[pgpool-hackers: 4221] Re: Possible bugs

Fri Nov 4 17:44:47 JST 2022

Hi,

> Hello Tatsuo
> 
> Hope you are doing well.
> 
> We are running pgpool in our infrastructure and have been so far satisfied with the performance in general failure scenarios and we wanted to thank you for that. But we performed some additional stress testing in bit more complex scenarios and saw a few differences from the expected behaviour. I would like to bring them to your notice and check if these are bugs or as expected features. :))
> 
>   1.  Reads fail while failover is being performed for the replica even when the load balancing is off - Ideally, if the load balancing is disabled, the failure of a replica should be completely transparent to the clients. But what we observed is when the replica goes down and pgpool is performing a failover, the client reads fail at that time.

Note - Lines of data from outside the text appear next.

use std::sync::Arc;

use axum::{
    extract::{Query, State},
    http::StatusCode,
    response::{IntoResponse, Response},
    routing, Json, Router,
};
use hadath_core_contact_contracts::{ContactFeatureService, ContactSubmitError};
use hadath_models::{country::Country, event_type::EventType};

use super::error;
use crate::models::{
    contact::{
        ApiContactForm, ApiContactFormErrors, ApiCountry, ApiEventType, ApiPhoneCheck,
        ApiPhoneCheckResult,
    },
    ApiLanguageQuery,
};

pub fn router(service: Arc<impl ContactFeatureService>) -> Router<()> {
    Router::new()
        .route("/contact", routing::post(submit))
        .route("/contact/phone", routing::post(check_phone))
        .route("/contact/countries", routing::get(list_countries))
        .route("/contact/event-types", routing::get(list_event_types))
        .with_state(service)
}

async fn submit(
    service: State<Arc<impl ContactFeatureService>>,
    Query(ApiLanguageQuery { lang }): Query<ApiLanguageQuery>,
    Json(form): Json<ApiContactForm>,
) -> Response {
    let submission = match service.validate(&form.into()) {
        Ok(submission) => submission,
        Err(errors) => {
            return (
                StatusCode::UNPROCESSABLE_ENTITY,
                Json(ApiContactFormErrors {
                    detail: "Invalid contact form",
                    errors: errors.localize(lang),
                }),
            )
                .into_response()
        }
    };

    match service.submit(submission).await {
        Ok(()) => Json(true).into_response(),
        Err(ContactSubmitError::Send) => {
            error(StatusCode::INTERNAL_SERVER_ERROR, "Could not send message")
        }
    }
}

async fn check_phone(
    service: State<Arc<impl ContactFeatureService>>,
    Query(ApiLanguageQuery { lang }): Query<ApiLanguageQuery>,
    Json(check): Json<ApiPhoneCheck>,
) -> Json<ApiPhoneCheckResult> {
    let error = service.validate_phone(check.country, &check.phone);
    Json(ApiPhoneCheckResult {
        valid: error.is_none(),
        error: error.map(|err| err.message(lang)),
    })
}

async fn list_countries(
    Query(ApiLanguageQuery { lang }): Query<ApiLanguageQuery>,
) -> Json<Vec<ApiCountry>> {
    Json(
        Country::ALL
            .into_iter()
            .map(|country| ApiCountry::new(country, lang))
            .collect(),
    )
}

async fn list_event_types(
    Query(ApiLanguageQuery { lang }): Query<ApiLanguageQuery>,
) -> Json<Vec<ApiEventType>> {
    Json(
        EventType::ALL
            .into_iter()
            .map(|event_type| ApiEventType::new(event_type, lang))
            .collect(),
    )
}

#[cfg(test)]
mod tests {
    use axum::{
        body::{to_bytes, Body},
        http::{header, Method, Request},
    };
    use hadath_core_contact_contracts::MockContactFeatureService;
    use hadath_demo::contact::{ALI_FORM, ALI_SUBMISSION, IRAQI_MOBILE};
    use hadath_models::contact::{ContactFieldError, ContactForm};
    use pretty_assertions::assert_eq;
    use serde_json::{json, Value};
    use tower::ServiceExt;

    use super::*;

    fn ali_json() -> Value {
        json!({
            "name": "Ali Hassan",
            "email": "ali@example.com",
            "phone": "",
            "event_type": "corporate",
            "message": "Please plan a 200-guest gala for our anniversary.",
        })
    }

    async fn send(
        service: MockContactFeatureService,
        method: Method,
        uri: &str,
        body: Option<Value>,
    ) -> (StatusCode, Value) {
        let request = Request::builder().method(method).uri(uri);
        let request = match body {
            Some(body) => request
                .header(header::CONTENT_TYPE, "application/json")
                .body(Body::from(body.to_string())),
            None => request.body(Body::empty()),
        }
        .unwrap();

        let response = router(Arc::new(service)).oneshot(request).await.unwrap();
        let status = response.status();
        let body = to_bytes(response.into_body(), usize::MAX).await.unwrap();
        (status, serde_json::from_slice(&body).unwrap())
    }

    #[tokio::test]
    async fn submit_ok() {
        // Arrange
        let service = MockContactFeatureService::new()
            .with_validate(ALI_FORM.clone(), Ok(ALI_SUBMISSION.clone()))
            .with_submit(ALI_SUBMISSION.clone(), true);

        // Act
        let (status, body) = send(service, Method::POST, "/contact", Some(ali_json())).await;

        // Assert
        assert_eq!(status, StatusCode::OK);
        assert_eq!(body, json!(true));
    }

    #[tokio::test]
    async fn submit_invalid() {
        // Arrange
        let form = ContactForm {
            email: "not-an-email".into(),
            ..ALI_FORM.clone()
        };
        let service = MockContactFeatureService::new().with_validate(
            form,
            Err([ContactFieldError::EmailInvalid].into_iter().collect()),
        );
        let mut body = ali_json();
        body["email"] = json!("not-an-email");

        // Act
        let (status, body) = send(service, Method::POST, "/contact?lang=ar", Some(body)).await;

        // Assert
        assert_eq!(status, StatusCode::UNPROCESSABLE_ENTITY);
        assert_eq!(
            body,
            json!({
                "detail": "Invalid contact form",
                "errors": {"email": "البريد الإلكتروني غير صحيح"},
            })
        );
    }

    #[tokio::test]
    async fn submit_failed() {
        // Arrange
        let service = MockContactFeatureService::new()
            .with_validate(ALI_FORM.clone(), Ok(ALI_SUBMISSION.clone()))
            .with_submit(ALI_SUBMISSION.clone(), false);

        // Act
        let (status, body) = send(service, Method::POST, "/contact", Some(ali_json())).await;

        // Assert
        assert_eq!(status, StatusCode::INTERNAL_SERVER_ERROR);
        assert_eq!(body, json!({"detail": "Could not send message"}));
    }

    #[tokio::test]
    async fn phone_valid() {
        // Arrange
        let service = MockContactFeatureService::new().with_validate_phone(
            Country::Iraq,
            IRAQI_MOBILE.into(),
            None,
        );

        // Act
        let (status, body) = send(
            service,
            Method::POST,
            "/contact/phone",
            Some(json!({"country": "IQ", "phone": IRAQI_MOBILE})),
        )
        .await;

        // Assert
        assert_eq!(status, StatusCode::OK);
        assert_eq!(body, json!({"valid": true, "error": null}));
    }

    #[tokio::test]
    async fn phone_invalid() {
        // Arrange
        let service = MockContactFeatureService::new().with_validate_phone(
            Country::Kuwait,
            IRAQI_MOBILE.into(),
            Some(ContactFieldError::PhoneInvalid),
        );

        // Act
        let (status, body) = send(
            service,
            Method::POST,
            "/contact/phone?lang=en",
            Some(json!({"country": "KW", "phone": IRAQI_MOBILE})),
        )
        .await;

        // Assert
        assert_eq!(status, StatusCode::OK);
        assert_eq!(
            body,
            json!({
                "valid": false,
                "error": "Phone number is invalid for the selected country",
            })
        );
    }

    #[tokio::test]
    async fn countries() {
        // Act
        let (status, body) = send(
            MockContactFeatureService::new(),
            Method::GET,
            "/contact/countries?lang=ar",
            None,
        )
        .await;

        // Assert
        assert_eq!(status, StatusCode::OK);
        let countries = body.as_array().unwrap();
        assert_eq!(countries.len(), Country::ALL.len());
        assert_eq!(
            countries[0],
            json!({"code": "IQ", "calling_code": "+964", "name": "العراق"})
        );
    }

    #[tokio::test]
    async fn event_types() {
        // Act
        let (status, body) = send(
            MockContactFeatureService::new(),
            Method::GET,
            "/contact/event-types",
            None,
        )
        .await;

        // Assert
        assert_eq!(status, StatusCode::OK);
        assert_eq!(
            body,
            json!([
                {"value": "conference", "label": "Conference"},
                {"value": "corporate", "label": "Corporate Event"},
                {"value": "cultural", "label": "Cultural Event"},
                {"value": "exhibition", "label": "Exhibition"},
                {"value": "other", "label": "Other"},
            ])
        );
    }
}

Because currently pgpool connects to replica even if load_balance_mode
is off. Maybe we can avoid to connect to replica when
load_balance_mode is off but this will make the pgpool's code more
complicated. I am not sure if this is worth the trouble since most of
pgpool users enable load_balance_mode.

>   2.  Problems with replica’s storage shouldn’t cause any issues in the working of the cluster if load_balance_mode is off - I checked with you earlier<https://www.sraoss.jp/pipermail/pgpool-hackers/2021-July/003968.html> and you told me that the way pgpool health check works for PostgreSQL nodes does not always ensure if the storage of the host where PostgreSQL is running is reachable or not. But then, we tested the same thing for a replica - we disabled the storage of the replica host and we expected that when the load balancing is disabled, even if pgpool isn’t able to detect any problems with the replica storage, the cluster should still work fine. But this was not the case, pgpool got stuck.

Probably disabling the storage somewhat affects the connection between
pgpool and PostgreSQL. I can not say more without details.

>   3.  Pgpool doesn’t respect the health check time period if PostgreSQL node is killed - If we kill a PostgreSQL node by shutting it down ourselves or even by a kill -9 command, pgpool performs a failover instantly and doesn’t wait for the health check period before performing the failover. If pgpool can always recognise when a PostgreSQL node was shut down by admins, then the first case is still okay, but if the PostgreSQL node is killed by kill -9 command, we expected that pgpool would wait for the timeout period. We are afraid that the lack of this waiting period might trigger a failover in false positive scenarios (if the PostgreSQL node is still working but there was some temporary intermittent issue). Can you please clarify if this is a real risk or throw some light on when pgpool decides to perform an instantaneous failover instead of waiting for the timeout period?

Please upgrade to Pgpool-II 4.3 which allows you to disable the
instantaneous failover when backend goes down by using new parameter
"failover_on_backend_shutdown".
See:
https://www.pgpool.net/docs/latest/en/html/runtime-config-failover.html
for more details.

> I know some of these scenarios are not something that would happen frequently but some of these we have already seen in our infrastructure and we just want to make sure that there are no data inconsistencies or loss if they occur again. Thank you for taking the time to go through these.

Best reagards,
--
Tatsuo Ishii
SRA OSS LLC
English: http://www.sraoss.co.jp/index_en/
Japanese:http://www.sraoss.co.jp